- Task instructions
Please copy out each line of the entries in which "toml" appears.
##### Data records
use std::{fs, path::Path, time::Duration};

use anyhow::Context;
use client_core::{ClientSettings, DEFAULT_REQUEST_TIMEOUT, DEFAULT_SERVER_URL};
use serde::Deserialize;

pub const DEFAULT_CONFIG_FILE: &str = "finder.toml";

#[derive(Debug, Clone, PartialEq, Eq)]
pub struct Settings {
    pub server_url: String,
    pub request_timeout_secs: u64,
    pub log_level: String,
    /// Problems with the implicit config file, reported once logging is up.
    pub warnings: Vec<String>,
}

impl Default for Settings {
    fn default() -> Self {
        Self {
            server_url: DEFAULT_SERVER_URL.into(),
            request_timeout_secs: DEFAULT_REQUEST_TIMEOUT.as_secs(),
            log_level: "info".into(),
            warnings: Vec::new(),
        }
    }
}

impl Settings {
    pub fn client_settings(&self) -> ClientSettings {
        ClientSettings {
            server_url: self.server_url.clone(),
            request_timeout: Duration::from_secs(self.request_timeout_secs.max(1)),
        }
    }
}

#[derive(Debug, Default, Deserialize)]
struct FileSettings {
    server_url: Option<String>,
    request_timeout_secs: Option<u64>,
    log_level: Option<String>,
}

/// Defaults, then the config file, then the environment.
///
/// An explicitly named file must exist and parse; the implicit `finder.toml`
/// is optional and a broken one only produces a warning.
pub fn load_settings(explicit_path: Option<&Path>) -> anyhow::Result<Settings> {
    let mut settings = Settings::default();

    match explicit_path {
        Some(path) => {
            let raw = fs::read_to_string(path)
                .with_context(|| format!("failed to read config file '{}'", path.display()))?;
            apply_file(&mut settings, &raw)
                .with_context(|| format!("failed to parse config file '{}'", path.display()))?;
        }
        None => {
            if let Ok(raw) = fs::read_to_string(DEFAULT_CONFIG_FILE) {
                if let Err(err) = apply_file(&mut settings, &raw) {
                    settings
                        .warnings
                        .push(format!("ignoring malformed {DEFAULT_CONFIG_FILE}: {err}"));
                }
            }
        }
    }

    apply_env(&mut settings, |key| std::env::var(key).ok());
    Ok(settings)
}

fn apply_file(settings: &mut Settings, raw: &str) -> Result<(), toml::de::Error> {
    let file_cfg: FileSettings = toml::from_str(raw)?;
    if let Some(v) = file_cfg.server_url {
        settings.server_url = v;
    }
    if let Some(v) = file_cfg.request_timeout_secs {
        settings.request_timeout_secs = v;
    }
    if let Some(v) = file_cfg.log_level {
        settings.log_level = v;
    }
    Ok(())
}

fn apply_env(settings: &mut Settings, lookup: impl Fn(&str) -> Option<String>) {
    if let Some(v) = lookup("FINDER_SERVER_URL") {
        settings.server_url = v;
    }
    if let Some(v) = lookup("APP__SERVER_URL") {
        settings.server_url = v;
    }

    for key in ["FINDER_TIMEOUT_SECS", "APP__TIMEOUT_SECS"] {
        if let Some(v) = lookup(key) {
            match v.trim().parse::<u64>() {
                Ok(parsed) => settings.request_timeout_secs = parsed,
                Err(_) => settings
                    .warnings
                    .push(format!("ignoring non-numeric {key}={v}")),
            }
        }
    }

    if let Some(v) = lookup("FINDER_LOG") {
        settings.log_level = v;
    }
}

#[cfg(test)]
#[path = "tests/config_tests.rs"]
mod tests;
##########
- Exercise solution
pub const DEFAULT_CONFIG_FILE: &str = "finder.toml";
/// An explicitly named file must exist and parse; the implicit `finder.toml`
fn apply_file(settings: &mut Settings, raw: &str) -> Result<(), toml::de::Error> {
    let file_cfg: FileSettings = toml::from_str(raw)?;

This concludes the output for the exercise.